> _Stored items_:
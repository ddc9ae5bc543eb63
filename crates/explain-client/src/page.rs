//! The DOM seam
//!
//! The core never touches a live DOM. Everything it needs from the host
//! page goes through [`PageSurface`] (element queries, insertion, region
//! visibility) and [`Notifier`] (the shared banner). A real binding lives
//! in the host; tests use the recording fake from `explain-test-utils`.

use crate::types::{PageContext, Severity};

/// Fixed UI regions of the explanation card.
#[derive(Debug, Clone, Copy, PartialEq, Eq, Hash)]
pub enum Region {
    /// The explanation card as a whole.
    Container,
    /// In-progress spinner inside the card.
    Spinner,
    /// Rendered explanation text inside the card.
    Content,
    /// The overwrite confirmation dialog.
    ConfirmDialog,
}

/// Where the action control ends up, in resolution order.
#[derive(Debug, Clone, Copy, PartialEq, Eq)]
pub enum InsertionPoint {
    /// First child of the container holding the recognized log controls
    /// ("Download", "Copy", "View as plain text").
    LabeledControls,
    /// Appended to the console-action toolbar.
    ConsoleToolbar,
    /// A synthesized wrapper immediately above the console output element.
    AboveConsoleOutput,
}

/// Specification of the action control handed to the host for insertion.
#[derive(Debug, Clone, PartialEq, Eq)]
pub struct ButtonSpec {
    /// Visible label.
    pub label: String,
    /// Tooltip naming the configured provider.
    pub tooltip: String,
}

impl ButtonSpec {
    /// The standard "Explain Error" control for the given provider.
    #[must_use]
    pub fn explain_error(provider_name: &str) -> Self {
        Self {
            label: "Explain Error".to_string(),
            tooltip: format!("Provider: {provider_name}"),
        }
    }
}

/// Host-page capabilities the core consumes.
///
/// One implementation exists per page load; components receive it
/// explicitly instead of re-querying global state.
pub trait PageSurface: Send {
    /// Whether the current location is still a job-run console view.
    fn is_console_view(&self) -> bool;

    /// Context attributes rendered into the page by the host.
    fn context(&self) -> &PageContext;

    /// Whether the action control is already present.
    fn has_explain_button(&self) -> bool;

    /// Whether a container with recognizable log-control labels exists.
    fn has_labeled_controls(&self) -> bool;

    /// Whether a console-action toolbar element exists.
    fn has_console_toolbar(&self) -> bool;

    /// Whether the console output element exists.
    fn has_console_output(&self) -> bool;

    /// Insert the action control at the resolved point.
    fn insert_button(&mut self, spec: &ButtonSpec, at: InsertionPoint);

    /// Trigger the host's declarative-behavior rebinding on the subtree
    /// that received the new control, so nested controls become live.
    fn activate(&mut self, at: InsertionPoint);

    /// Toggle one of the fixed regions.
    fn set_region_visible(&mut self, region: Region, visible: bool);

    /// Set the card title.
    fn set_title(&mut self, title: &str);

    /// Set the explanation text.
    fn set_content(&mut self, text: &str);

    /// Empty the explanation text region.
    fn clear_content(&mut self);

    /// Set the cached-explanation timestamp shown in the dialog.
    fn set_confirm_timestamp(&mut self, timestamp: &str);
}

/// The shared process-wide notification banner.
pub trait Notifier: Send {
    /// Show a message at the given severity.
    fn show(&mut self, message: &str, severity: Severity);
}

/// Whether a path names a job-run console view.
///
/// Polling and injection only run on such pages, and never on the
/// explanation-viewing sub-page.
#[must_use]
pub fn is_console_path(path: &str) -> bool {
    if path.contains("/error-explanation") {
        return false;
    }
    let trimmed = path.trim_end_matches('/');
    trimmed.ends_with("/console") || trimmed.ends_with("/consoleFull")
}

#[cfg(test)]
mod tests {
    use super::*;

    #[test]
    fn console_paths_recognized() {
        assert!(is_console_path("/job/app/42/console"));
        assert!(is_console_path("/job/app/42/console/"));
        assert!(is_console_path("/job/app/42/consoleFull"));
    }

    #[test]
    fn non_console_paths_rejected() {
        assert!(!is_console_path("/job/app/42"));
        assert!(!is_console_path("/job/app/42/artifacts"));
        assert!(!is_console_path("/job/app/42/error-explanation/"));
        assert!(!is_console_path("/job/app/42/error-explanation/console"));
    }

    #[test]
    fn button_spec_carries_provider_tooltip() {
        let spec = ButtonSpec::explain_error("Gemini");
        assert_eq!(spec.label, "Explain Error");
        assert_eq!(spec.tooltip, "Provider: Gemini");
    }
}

* * *

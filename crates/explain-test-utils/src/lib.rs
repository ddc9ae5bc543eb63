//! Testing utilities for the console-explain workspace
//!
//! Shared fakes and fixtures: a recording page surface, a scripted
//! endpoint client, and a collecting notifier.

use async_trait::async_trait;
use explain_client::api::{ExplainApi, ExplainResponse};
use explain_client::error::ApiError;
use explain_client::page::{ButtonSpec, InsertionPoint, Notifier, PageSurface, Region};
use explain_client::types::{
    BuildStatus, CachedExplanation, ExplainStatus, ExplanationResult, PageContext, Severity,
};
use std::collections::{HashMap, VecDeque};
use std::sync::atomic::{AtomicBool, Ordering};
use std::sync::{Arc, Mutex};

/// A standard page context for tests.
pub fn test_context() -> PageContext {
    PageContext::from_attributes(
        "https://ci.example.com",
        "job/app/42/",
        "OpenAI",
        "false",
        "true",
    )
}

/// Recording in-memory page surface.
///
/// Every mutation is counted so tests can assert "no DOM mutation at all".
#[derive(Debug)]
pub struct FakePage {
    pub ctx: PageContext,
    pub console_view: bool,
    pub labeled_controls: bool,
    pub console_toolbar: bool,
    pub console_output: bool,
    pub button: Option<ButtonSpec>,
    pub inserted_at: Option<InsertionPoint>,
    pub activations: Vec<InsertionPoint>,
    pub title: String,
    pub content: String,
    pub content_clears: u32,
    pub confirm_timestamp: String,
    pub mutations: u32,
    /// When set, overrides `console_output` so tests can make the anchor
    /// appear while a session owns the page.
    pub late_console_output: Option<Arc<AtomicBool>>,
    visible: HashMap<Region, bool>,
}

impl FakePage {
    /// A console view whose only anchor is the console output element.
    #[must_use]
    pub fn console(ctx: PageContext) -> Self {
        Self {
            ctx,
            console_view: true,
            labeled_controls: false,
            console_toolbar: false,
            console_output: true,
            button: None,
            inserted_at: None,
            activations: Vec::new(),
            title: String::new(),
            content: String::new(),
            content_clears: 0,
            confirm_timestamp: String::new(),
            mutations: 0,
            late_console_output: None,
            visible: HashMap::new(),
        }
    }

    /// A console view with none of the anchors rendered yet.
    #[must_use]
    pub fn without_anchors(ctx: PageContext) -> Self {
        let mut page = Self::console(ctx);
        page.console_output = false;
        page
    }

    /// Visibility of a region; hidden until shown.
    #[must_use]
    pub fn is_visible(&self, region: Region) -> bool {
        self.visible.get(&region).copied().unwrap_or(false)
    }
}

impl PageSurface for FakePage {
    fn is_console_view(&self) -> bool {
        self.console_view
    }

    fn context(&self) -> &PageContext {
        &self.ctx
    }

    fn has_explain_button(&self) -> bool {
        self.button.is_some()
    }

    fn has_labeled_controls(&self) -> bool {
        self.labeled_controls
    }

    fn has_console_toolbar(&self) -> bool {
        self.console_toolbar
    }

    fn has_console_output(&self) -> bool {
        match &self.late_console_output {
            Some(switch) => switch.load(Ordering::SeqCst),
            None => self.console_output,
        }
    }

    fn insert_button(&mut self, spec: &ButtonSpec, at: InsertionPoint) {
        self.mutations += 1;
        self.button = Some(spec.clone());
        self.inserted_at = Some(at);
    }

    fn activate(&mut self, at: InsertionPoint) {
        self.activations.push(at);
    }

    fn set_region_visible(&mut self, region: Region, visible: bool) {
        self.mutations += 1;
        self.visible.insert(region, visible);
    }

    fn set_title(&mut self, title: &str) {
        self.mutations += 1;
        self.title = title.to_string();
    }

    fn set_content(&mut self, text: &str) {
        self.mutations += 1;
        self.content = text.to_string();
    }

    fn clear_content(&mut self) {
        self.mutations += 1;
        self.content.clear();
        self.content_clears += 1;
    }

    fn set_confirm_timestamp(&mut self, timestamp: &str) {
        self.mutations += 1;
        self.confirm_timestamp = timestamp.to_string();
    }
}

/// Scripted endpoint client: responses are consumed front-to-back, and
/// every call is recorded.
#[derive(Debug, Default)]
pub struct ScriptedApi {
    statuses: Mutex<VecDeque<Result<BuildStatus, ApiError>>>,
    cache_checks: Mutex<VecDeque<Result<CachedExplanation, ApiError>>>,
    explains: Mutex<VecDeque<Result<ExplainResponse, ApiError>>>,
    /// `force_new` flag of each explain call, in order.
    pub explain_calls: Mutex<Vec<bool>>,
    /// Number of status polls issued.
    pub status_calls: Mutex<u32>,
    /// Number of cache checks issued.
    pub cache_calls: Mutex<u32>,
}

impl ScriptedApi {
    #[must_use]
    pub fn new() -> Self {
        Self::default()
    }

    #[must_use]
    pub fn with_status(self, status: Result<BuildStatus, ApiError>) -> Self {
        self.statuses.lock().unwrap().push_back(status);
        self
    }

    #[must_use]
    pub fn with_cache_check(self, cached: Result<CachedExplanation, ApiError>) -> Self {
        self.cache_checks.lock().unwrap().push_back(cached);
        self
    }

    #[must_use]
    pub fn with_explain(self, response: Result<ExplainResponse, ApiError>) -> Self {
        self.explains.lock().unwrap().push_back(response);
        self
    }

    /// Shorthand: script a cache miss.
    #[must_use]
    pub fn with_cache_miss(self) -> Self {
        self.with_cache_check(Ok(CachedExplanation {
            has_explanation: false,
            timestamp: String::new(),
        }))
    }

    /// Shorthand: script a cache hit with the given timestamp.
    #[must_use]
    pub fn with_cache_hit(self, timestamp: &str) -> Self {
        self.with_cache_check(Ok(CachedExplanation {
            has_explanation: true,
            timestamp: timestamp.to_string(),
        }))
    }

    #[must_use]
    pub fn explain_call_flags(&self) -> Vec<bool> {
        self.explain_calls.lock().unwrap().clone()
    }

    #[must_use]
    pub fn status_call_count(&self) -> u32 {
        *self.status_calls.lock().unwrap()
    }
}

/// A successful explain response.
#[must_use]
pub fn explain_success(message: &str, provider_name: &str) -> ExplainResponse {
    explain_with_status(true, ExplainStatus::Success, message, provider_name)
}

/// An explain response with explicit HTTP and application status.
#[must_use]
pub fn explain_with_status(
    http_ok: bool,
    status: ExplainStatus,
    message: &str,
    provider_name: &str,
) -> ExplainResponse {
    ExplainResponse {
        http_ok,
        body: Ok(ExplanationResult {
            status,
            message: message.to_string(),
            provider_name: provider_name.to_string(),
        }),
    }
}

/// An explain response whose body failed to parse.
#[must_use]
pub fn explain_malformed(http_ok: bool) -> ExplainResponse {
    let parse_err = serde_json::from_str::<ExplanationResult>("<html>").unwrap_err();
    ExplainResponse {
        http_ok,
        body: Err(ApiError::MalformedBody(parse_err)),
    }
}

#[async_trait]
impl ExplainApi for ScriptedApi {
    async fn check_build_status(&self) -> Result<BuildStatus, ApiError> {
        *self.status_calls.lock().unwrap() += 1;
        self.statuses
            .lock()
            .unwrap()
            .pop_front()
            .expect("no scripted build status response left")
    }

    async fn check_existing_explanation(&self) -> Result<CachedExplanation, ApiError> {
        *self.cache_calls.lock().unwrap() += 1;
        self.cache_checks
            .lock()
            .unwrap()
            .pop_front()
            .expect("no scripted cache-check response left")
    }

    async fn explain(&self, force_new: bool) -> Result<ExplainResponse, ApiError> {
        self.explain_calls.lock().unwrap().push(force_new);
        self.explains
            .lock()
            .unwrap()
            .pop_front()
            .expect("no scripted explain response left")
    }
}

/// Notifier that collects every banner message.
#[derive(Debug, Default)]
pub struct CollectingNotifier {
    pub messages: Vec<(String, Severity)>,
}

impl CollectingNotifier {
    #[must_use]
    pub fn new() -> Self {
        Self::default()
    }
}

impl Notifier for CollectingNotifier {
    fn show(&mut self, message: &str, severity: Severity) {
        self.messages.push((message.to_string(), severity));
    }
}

> _Task_: Among the lines of the entries above, count those containing the string "Gemini". Write the number alone.

> _Written response_: 2